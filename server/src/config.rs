use std::{
    net::{IpAddr, Ipv4Addr},
    time::Duration,
};

use rocket::figment::Figment;
use serde::Deserialize;
use tracing::debug;

use minesweeper_common::protocol::MAX_FRAME_PAYLOAD;

use crate::ServerError;

/// Lobby settings, read from `Rocket.toml` and `ROCKET_*` variables next to
/// Rocket's own keys.
#[derive(Clone, Debug, Deserialize, PartialEq, Eq)]
#[serde(default)]
pub struct LobbyConfig {
    pub address: IpAddr,
    pub port: u16,
    pub client_limit: u32,
    pub port_retries: u16,
    pub animation_ms: u64,
    pub broadcast_timeout_ms: u64,
    pub max_frame_payload: usize,
    pub allowed_origins: Vec<String>,
}

impl Default for LobbyConfig {
    fn default() -> Self {
        Self {
            address: IpAddr::V4(Ipv4Addr::LOCALHOST),
            port: 8000,
            client_limit: 4,
            port_retries: 5,
            animation_ms: 0,
            broadcast_timeout_ms: 500,
            max_frame_payload: MAX_FRAME_PAYLOAD,
            allowed_origins: vec!["http://localhost:5173".to_string()],
        }
    }
}

impl LobbyConfig {
    pub fn from_figment(figment: &Figment) -> Result<Self, ServerError> {
        let config: Self = figment.extract()?;
        debug!("Loaded lobby configuration: {:?}", config);
        Ok(config)
    }

    /// Configuration from Rocket's default providers.
    pub fn load() -> Result<Self, ServerError> {
        Self::from_figment(&rocket::Config::figment())
    }

    pub fn animation(&self) -> Duration {
        Duration::from_millis(self.animation_ms)
    }

    pub fn broadcast_timeout(&self) -> Duration {
        Duration::from_millis(self.broadcast_timeout_ms)
    }
}
impl Reassembler {
    pub fn new(max_payload: usize) -> Self {
        Self {
            per_chunk: cells_per_chunk(max_payload),
            pending: None,
        }
    }

    /// Returns a message once it is complete. Non-list messages pass straight through.
    pub fn push(&mut self, message: ServerMessage) -> Option<ServerMessage> {
        let chunk_len = match &message {
            ServerMessage::Progress { cells, .. } | ServerMessage::EndOfGame { cells, .. } => {
                cells.len()
            }
            _ => return Some(message),
        };

        let merged = match (self.pending.take(), message) {
            (
                Some(ServerMessage::Progress { mut cells, .. }),
                ServerMessage::Progress {
                    state,
                    marked,
                    cells: chunk,
                },
            ) => {
                cells.extend(chunk);
                ServerMessage::Progress {
                    state,
                    marked,
                    cells,
                }
            }
            (
                Some(ServerMessage::EndOfGame { mut cells, .. }),
                ServerMessage::EndOfGame {
                    state,
                    marked,
                    cells: chunk,
                },
            ) => {
                cells.extend(chunk);
                ServerMessage::EndOfGame {
                    state,
                    marked,
                    cells,
                }
            }
            (Some(stale), message) => {
                warn!("Dropping unfinished chunked message {:?}", stale);
                message
            }
            (None, message) => message,
        };

        if chunk_len < self.per_chunk {
            Some(merged)
        } else {
            self.pending = Some(merged);
            None
        }
    }
}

> _Required action_
Repeat, exactly as they stand above, the lines from the line with "use rocket::figment::Figment;" to the line with "pub struct LobbyConfig", both lines included.

> _Exercise answer_
use rocket::figment::Figment;
use serde::Deserialize;
use tracing::debug;

use minesweeper_common::protocol::MAX_FRAME_PAYLOAD;

use crate::ServerError;

/// Lobby settings, read from `Rocket.toml` and `ROCKET_*` variables next to
/// Rocket's own keys.
#[derive(Clone, Debug, Deserialize, PartialEq, Eq)]
#[serde(default)]
pub struct LobbyConfig {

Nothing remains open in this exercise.